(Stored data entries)

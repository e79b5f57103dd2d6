//! Ordered header sets and the policies merging them.

use std::sync::Arc;

use http::HeaderName;
use http::HeaderValue;
use schemars::JsonSchema;
use serde::Deserialize;
use serde::Serialize;

use crate::error::ConfigurationError;

/// An ordered list of headers.
///
/// Unlike [`http::HeaderMap`], entries keep their global insertion order and
/// duplicated names stay where they were appended.
#[derive(Clone, Debug, Default, PartialEq, Eq)]
pub struct HeaderSet(Vec<(HeaderName, HeaderValue)>);

impl HeaderSet {
    pub fn new() -> Self {
        Self::default()
    }

    pub fn append(&mut self, name: HeaderName, value: HeaderValue) {
        self.0.push((name, value));
    }

    /// Append a header from its textual name and value.
    pub fn try_append(&mut self, name: &str, value: &str) -> Result<(), ConfigurationError> {
        let invalid = |reason: String| ConfigurationError::InvalidHeader {
            name: name.to_string(),
            reason,
        };
        let header_name = HeaderName::try_from(name).map_err(|err| invalid(err.to_string()))?;
        let header_value = HeaderValue::try_from(value).map_err(|err| invalid(err.to_string()))?;
        self.append(header_name, header_value);
        Ok(())
    }

    /// Append a header, builder style.
    pub fn with(mut self, name: HeaderName, value: HeaderValue) -> Self {
        self.append(name, value);
        self
    }

    pub fn contains_key(&self, name: &HeaderName) -> bool {
        self.0.iter().any(|(key, _)| key == name)
    }

    pub fn get_all<'a>(&'a self, name: &'a HeaderName) -> impl Iterator<Item = &'a HeaderValue> {
        self.0
            .iter()
            .filter(move |(key, _)| key == name)
            .map(|(_, value)| value)
    }

    /// Remove every entry named `name`.
    pub fn remove(&mut self, name: &HeaderName) {
        self.0.retain(|(key, _)| key != name);
    }

    pub fn iter(&self) -> impl Iterator<Item = &(HeaderName, HeaderValue)> {
        self.0.iter()
    }

    pub fn len(&self) -> usize {
        self.0.len()
    }

    pub fn is_empty(&self) -> bool {
        self.0.is_empty()
    }
}

impl FromIterator<(HeaderName, HeaderValue)> for HeaderSet {
    fn from_iter<T: IntoIterator<Item = (HeaderName, HeaderValue)>>(iter: T) -> Self {
        Self(iter.into_iter().collect())
    }
}

impl Extend<(HeaderName, HeaderValue)> for HeaderSet {
    fn extend<T: IntoIterator<Item = (HeaderName, HeaderValue)>>(&mut self, iter: T) {
        self.0.extend(iter);
    }
}

impl IntoIterator for HeaderSet {
    type Item = (HeaderName, HeaderValue);
    type IntoIter = std::vec::IntoIter<(HeaderName, HeaderValue)>;

    fn into_iter(self) -> Self::IntoIter {
        self.0.into_iter()
    }
}

impl<'a> IntoIterator for &'a HeaderSet {
    type Item = &'a (HeaderName, HeaderValue);
    type IntoIter = std::slice::Iter<'a, (HeaderName, HeaderValue)>;

    fn into_iter(self) -> Self::IntoIter {
        self.0.iter()
    }
}

/// A header as written in configuration.
#[derive(Clone, Debug, Deserialize, Serialize, JsonSchema, PartialEq, Eq)]
#[serde(deny_unknown_fields)]
pub struct HeaderEntry {
    pub name: String,
    pub value: String,
}

impl TryFrom<&[HeaderEntry]> for HeaderSet {
    type Error = ConfigurationError;

    fn try_from(entries: &[HeaderEntry]) -> Result<Self, Self::Error> {
        let mut headers = HeaderSet::new();
        for entry in entries {
            headers.try_append(&entry.name, &entry.value)?;
        }
        Ok(headers)
    }
}

type MergeFn = dyn Fn(&[HeaderSet]) -> HeaderSet + Send + Sync;

/// Combines the link, request context and per-call header sets, in that order.
///
/// Whatever the policy returns is sent as is.
#[derive(Clone)]
pub struct HeaderMergePolicy(Arc<MergeFn>);

impl HeaderMergePolicy {
    pub fn new<F>(merge: F) -> Self
    where
        F: Fn(&[HeaderSet]) -> HeaderSet + Send + Sync + 'static,
    {
        Self(Arc::new(merge))
    }

    /// Concatenate every set, keeping duplicates.
    pub fn concat() -> Self {
        Self::new(|sets| sets.iter().flat_map(|set| set.iter().cloned()).collect())
    }

    pub fn merge(&self, sets: &[HeaderSet]) -> HeaderSet {
        (self.0)(sets)
    }
}

impl Default for HeaderMergePolicy {
    fn default() -> Self {
        Self::concat()
    }
}

impl std::fmt::Debug for HeaderMergePolicy {
    fn fmt(&self, f: &mut std::fmt::Formatter<'_>) -> std::fmt::Result {
        f.write_str("HeaderMergePolicy")
    }
}

/// Merge the header sets of one call.
///
/// `overrides` are the names the request context wants to replace: link level
/// entries with those names are dropped before the policy runs.
pub(crate) fn merge_headers(
    link: &HeaderSet,
    context: &HeaderSet,
    call: &HeaderSet,
    overrides: &[HeaderName],
    policy: &HeaderMergePolicy,
) -> HeaderSet {
    let mut link = link.clone();
    for name in overrides {
        link.remove(name);
    }
    policy.merge(&[link, context.clone(), call.clone()])
}

/// How a request deals with cookies and other credentials.
#[derive(Clone, Copy, Debug, Default, Deserialize, Serialize, JsonSchema, PartialEq, Eq)]
#[serde(rename_all = "kebab-case")]
pub enum Credentials {
    Omit,
    #[default]
    SameOrigin,
    Include,
}
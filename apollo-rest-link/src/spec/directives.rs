//! Turns `@rest` and `@export` directives of a GraphQL document into a typed
//! [`Operation`].
//!
//! ```graphql
//! query PostWithTag($id: ID!) {
//!   post(id: $id) @rest(type: "Post", path: "/post/:id") {
//!     title
//!     tagId @export(as: "tagId")
//!     tag @rest(type: "Tag", path: "/tag/:tagId") { name }
//!   }
//! }
//! ```

use std::collections::HashMap;

use apollo_compiler::Node;
use apollo_compiler::ast;
use apollo_compiler::ast::OperationType;
use http::Method;
use indexmap::IndexMap;
use indexmap::map::Entry;
use serde_json_bytes::ByteString;
use serde_json_bytes::Map;
use serde_json_bytes::Value as JSON;

use crate::error::QueryShapeError;
use crate::field_names::FieldNameCase;
use crate::field_names::FieldNameTransform;
use crate::headers::HeaderSet;
use crate::operation::Field;
use crate::operation::InputValue;
use crate::operation::Operation;
use crate::operation::OperationKind;
use crate::operation::SelectionSet;
use crate::registry::Registry;
use crate::spec::RestCallSpec;

const REST_DIRECTIVE: &str = "rest";
const EXPORT_DIRECTIVE: &str = "export";

pub(crate) fn parse_operation(
    source: &str,
    operation_name: Option<&str>,
    registry: &Registry,
) -> Result<Operation, QueryShapeError> {
    let document = ast::Document::parse(source, "operation.graphql")
        .map_err(|invalid| QueryShapeError::InvalidDocument(invalid.errors.to_string()))?;

    let mut operations = vec![];
    let mut fragments = HashMap::new();
    for definition in &document.definitions {
        match definition {
            ast::Definition::OperationDefinition(operation) => operations.push(operation),
            ast::Definition::FragmentDefinition(fragment) => {
                fragments.insert(fragment.name.as_str(), fragment);
            }
            _ => {}
        }
    }

    let operation = match operation_name {
        Some(name) => operations
            .into_iter()
            .find(|operation| {
                operation
                    .name
                    .as_ref()
                    .is_some_and(|operation_name| operation_name.as_str() == name)
            })
            .ok_or_else(|| {
                QueryShapeError::InvalidDocument(format!("no operation named '{name}'"))
            })?,
        None => match operations.as_slice() {
            [operation] => *operation,
            [] => {
                return Err(QueryShapeError::InvalidDocument(
                    "the document contains no operation".to_string(),
                ));
            }
            _ => {
                return Err(QueryShapeError::InvalidDocument(
                    "the document contains several operations, an operation name is required"
                        .to_string(),
                ));
            }
        },
    };

    let kind = match operation.operation_type {
        OperationType::Query => OperationKind::Query,
        OperationType::Mutation => OperationKind::Mutation,
        OperationType::Subscription => OperationKind::Subscription,
    };

    let converter = Converter {
        registry,
        fragments,
    };
    let fields = converter.selections(&operation.selection_set, &mut vec![])?;
    let mut converted = Operation::new(kind, fields);
    for variable in &operation.variables {
        if let Some(value) = variable
            .default_value
            .as_ref()
            .and_then(|value| input_value(value).resolve(&Map::new()))
        {
            converted = converted.with_variable_default(variable.name.as_str(), value);
        }
    }
    Ok(match &operation.name {
        Some(name) => converted.with_name(name.as_str()),
        None => converted,
    })
}

struct Converter<'a> {
    registry: &'a Registry,
    fragments: HashMap<&'a str, &'a Node<ast::FragmentDefinition>>,
}

impl<'a> Converter<'a> {
    /// Flatten fragments into a plain field list.
    fn selections(
        &self,
        selections: &'a [ast::Selection],
        visiting: &mut Vec<&'a str>,
    ) -> Result<Vec<Field>, QueryShapeError> {
        let mut fields = vec![];
        for selection in selections {
            match selection {
                ast::Selection::Field(field) => fields.push(self.field(field, visiting)?),
                ast::Selection::FragmentSpread(spread) => {
                    let name = spread.fragment_name.as_str();
                    let fragment: &'a Node<ast::FragmentDefinition> =
                        self.fragments.get(name).copied().ok_or_else(|| {
                            QueryShapeError::InvalidDocument(format!("unknown fragment '{name}'"))
                        })?;
                    if visiting.contains(&name) {
                        return Err(QueryShapeError::InvalidDocument(format!(
                            "fragment '{name}' spreads itself"
                        )));
                    }
                    visiting.push(name);
                    fields.extend(self.selections(&fragment.selection_set, visiting)?);
                    visiting.pop();
                }
                ast::Selection::InlineFragment(inline) => {
                    fields.extend(self.selections(&inline.selection_set, visiting)?);
                }
            }
        }
        Ok(merge_fields(fields))
    }

    fn field(
        &self,
        field: &'a Node<ast::Field>,
        visiting: &mut Vec<&'a str>,
    ) -> Result<Field, QueryShapeError> {
        let mut converted = Field::new(field.name.as_str());
        if let Some(alias) = &field.alias {
            converted = converted.with_alias(alias.as_str());
        }
        for argument in &field.arguments {
            converted = converted.with_argument(argument.name.as_str(), input_value(&argument.value));
        }
        if let Some(directive) = field.directives.get(REST_DIRECTIVE) {
            converted = converted.with_rest(self.rest_call(field.name.as_str(), directive)?);
        }
        if let Some(directive) = field.directives.get(EXPORT_DIRECTIVE) {
            let invalid = |reason: String| QueryShapeError::InvalidDirective {
                directive: EXPORT_DIRECTIVE.to_string(),
                field: field.name.to_string(),
                reason,
            };
            let name = string_argument(directive, "as")
                .map_err(invalid)?
                .ok_or_else(|| invalid("missing required argument `as`".to_string()))?;
            converted = converted.with_export(name);
        }
        Ok(converted.with_selections(self.selections(&field.selection_set, visiting)?))
    }

    fn rest_call(
        &self,
        field: &str,
        directive: &ast::Directive,
    ) -> Result<RestCallSpec, QueryShapeError> {
        let invalid = |reason: String| QueryShapeError::InvalidDirective {
            directive: REST_DIRECTIVE.to_string(),
            field: field.to_string(),
            reason,
        };
        let string = |name: &str| string_argument(directive, name).map_err(invalid);
        let reference = |name: &str| reference_argument(directive, name).map_err(invalid);

        let type_name = string("type")?
            .ok_or_else(|| invalid("missing required argument `type`".to_string()))?;

        let path_builder = reference("pathBuilder")?
            .map(|name| {
                self.registry
                    .path_builder(&name)
                    .cloned()
                    .ok_or_else(|| invalid(format!("no path builder registered as '{name}'")))
            })
            .transpose()?;

        let body_builder = reference("bodyBuilder")?
            .map(|name| {
                self.registry
                    .body_builder(&name)
                    .cloned()
                    .ok_or_else(|| invalid(format!("no body builder registered as '{name}'")))
            })
            .transpose()?;

        let method = string("method")?
            .map(|method| {
                Method::from_bytes(method.to_ascii_uppercase().as_bytes())
                    .map_err(|_| invalid(format!("invalid HTTP method '{method}'")))
            })
            .transpose()?;

        let field_name_transform = |name: String| {
            self.registry
                .field_name_transform(&name)
                .cloned()
                .or_else(|| FieldNameCase::parse(&name).map(FieldNameTransform::case))
                .ok_or_else(|| invalid(format!("no field name transform registered as '{name}'")))
        };
        let field_name_normalizer = reference("fieldNameNormalizer")?
            .map(field_name_transform)
            .transpose()?;
        let field_name_denormalizer = reference("fieldNameDenormalizer")?
            .map(field_name_transform)
            .transpose()?;

        let headers = directive
            .specified_argument_by_name("headers")
            .map(|value| header_set(value).map_err(invalid))
            .transpose()?;

        let headers_merge_policy = reference("headersMergePolicy")?
            .map(|name| {
                self.registry
                    .header_merge_policy(&name)
                    .cloned()
                    .ok_or_else(|| invalid(format!("no header merge policy registered as '{name}'")))
            })
            .transpose()?;

        RestCallSpec::builder()
            .type_name(type_name)
            .and_path(string("path")?)
            .and_path_builder(path_builder)
            .and_endpoint(string("endpoint")?)
            .and_method(method)
            .and_body_key(string("bodyKey")?)
            .and_body_builder(body_builder)
            .and_field_name_normalizer(field_name_normalizer)
            .and_field_name_denormalizer(field_name_denormalizer)
            .and_headers(headers)
            .and_headers_merge_policy(headers_merge_policy)
            .build()
    }
}

fn string_argument(directive: &ast::Directive, name: &str) -> Result<Option<String>, String> {
    match directive.specified_argument_by_name(name).map(|value| &**value) {
        None | Some(ast::Value::Null) => Ok(None),
        Some(ast::Value::String(value)) => Ok(Some(value.clone())),
        Some(other) => Err(format!("argument `{name}` must be a string, got {other}")),
    }
}

/// A reference to a registered function, either `$variable` or `"name"`.
fn reference_argument(directive: &ast::Directive, name: &str) -> Result<Option<String>, String> {
    match directive.specified_argument_by_name(name).map(|value| &**value) {
        None | Some(ast::Value::Null) => Ok(None),
        Some(ast::Value::Variable(variable)) => Ok(Some(variable.to_string())),
        Some(ast::Value::String(value)) => Ok(Some(value.clone())),
        Some(other) => Err(format!(
            "argument `{name}` must be a variable or a string, got {other}"
        )),
    }
}

/// `headers: [{ name: "x-api-key", value: "secret" }]`
fn header_set(value: &ast::Value) -> Result<HeaderSet, String> {
    let ast::Value::List(items) = value else {
        return Err(format!(
            "argument `headers` must be a list of {{ name, value }} objects, got {value}"
        ));
    };
    let mut headers = HeaderSet::new();
    for item in items {
        let entry = match &**item {
            ast::Value::Object(entry) => entry,
            other => return Err(format!("invalid header {other}")),
        };
        let get = |key: &str| {
            entry
                .iter()
                .find(|(name, _)| name.as_str() == key)
                .and_then(|(_, value)| value.as_str())
        };
        let (Some(name), Some(value)) = (get("name"), get("value")) else {
            return Err(format!("header {item} must have string `name` and `value`"));
        };
        headers
            .try_append(name, value)
            .map_err(|err| err.to_string())?;
    }
    Ok(headers)
}

/// Fields sharing a response key are selected once, with their sub-selections
/// combined.
fn merge_fields(fields: Vec<Field>) -> Vec<Field> {
    let mut merged: IndexMap<String, Field> = IndexMap::new();
    for field in fields {
        match merged.entry(field.response_key().to_string()) {
            Entry::Vacant(entry) => {
                entry.insert(field);
            }
            Entry::Occupied(mut entry) => {
                let existing = entry.get_mut();
                if existing.rest.is_none() {
                    existing.rest = field.rest;
                }
                if existing.export.is_none() {
                    existing.export = field.export;
                }
                let mut selections = std::mem::take(&mut existing.selection_set.fields);
                selections.extend(field.selection_set.fields);
                existing.selection_set = SelectionSet::new(merge_fields(selections));
            }
        }
    }
    merged.into_values().collect()
}

fn input_value(value: &ast::Value) -> InputValue {
    match value {
        ast::Value::Null => InputValue::Const(JSON::Null),
        ast::Value::Variable(name) => InputValue::Variable(name.to_string()),
        ast::Value::Enum(name) => InputValue::Const(JSON::String(ByteString::from(name.as_str()))),
        ast::Value::String(value) => InputValue::Const(JSON::String(ByteString::from(value.as_str()))),
        ast::Value::Boolean(value) => InputValue::Const(JSON::Bool(*value)),
        ast::Value::Int(value) => {
            let text = value.to_string();
            let number = match text.parse::<i64>() {
                Ok(int) => Some(serde_json::Number::from(int)),
                Err(_) => text.parse::<f64>().ok().and_then(serde_json::Number::from_f64),
            };
            InputValue::Const(number.map(JSON::Number).unwrap_or(JSON::Null))
        }
        ast::Value::Float(value) => InputValue::Const(
            value
                .try_to_f64()
                .ok()
                .and_then(serde_json::Number::from_f64)
                .map(JSON::Number)
                .unwrap_or(JSON::Null),
        ),
        ast::Value::List(items) => InputValue::List(items.iter().map(|item| input_value(item)).collect()),
        ast::Value::Object(fields) => InputValue::Object(
            fields
                .iter()
                .map(|(name, value)| (name.to_string(), input_value(value)))
                .collect::<IndexMap<_, _>>(),
        ),
    }
}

■ **The task**
Please, from the entries above, set down exactly the lines from the one containing "let ast::Value::List(items) = value" through the one containing "let existing = entry.get_mut();", and only those.

■ **Written response**
    let ast::Value::List(items) = value else {
        return Err(format!(
            "argument `headers` must be a list of {{ name, value }} objects, got {value}"
        ));
    };
    let mut headers = HeaderSet::new();
    for item in items {
        let entry = match &**item {
            ast::Value::Object(entry) => entry,
            other => return Err(format!("invalid header {other}")),
        };
        let get = |key: &str| {
            entry
                .iter()
                .find(|(name, _)| name.as_str() == key)
                .and_then(|(_, value)| value.as_str())
        };
        let (Some(name), Some(value)) = (get("name"), get("value")) else {
            return Err(format!("header {item} must have string `name` and `value`"));
        };
        headers
            .try_append(name, value)
            .map_err(|err| err.to_string())?;
    }
    Ok(headers)
}

/// Fields sharing a response key are selected once, with their sub-selections
/// combined.
fn merge_fields(fields: Vec<Field>) -> Vec<Field> {
    let mut merged: IndexMap<String, Field> = IndexMap::new();
    for field in fields {
        match merged.entry(field.response_key().to_string()) {
            Entry::Vacant(entry) => {
                entry.insert(field);
            }
            Entry::Occupied(mut entry) => {
                let existing = entry.get_mut();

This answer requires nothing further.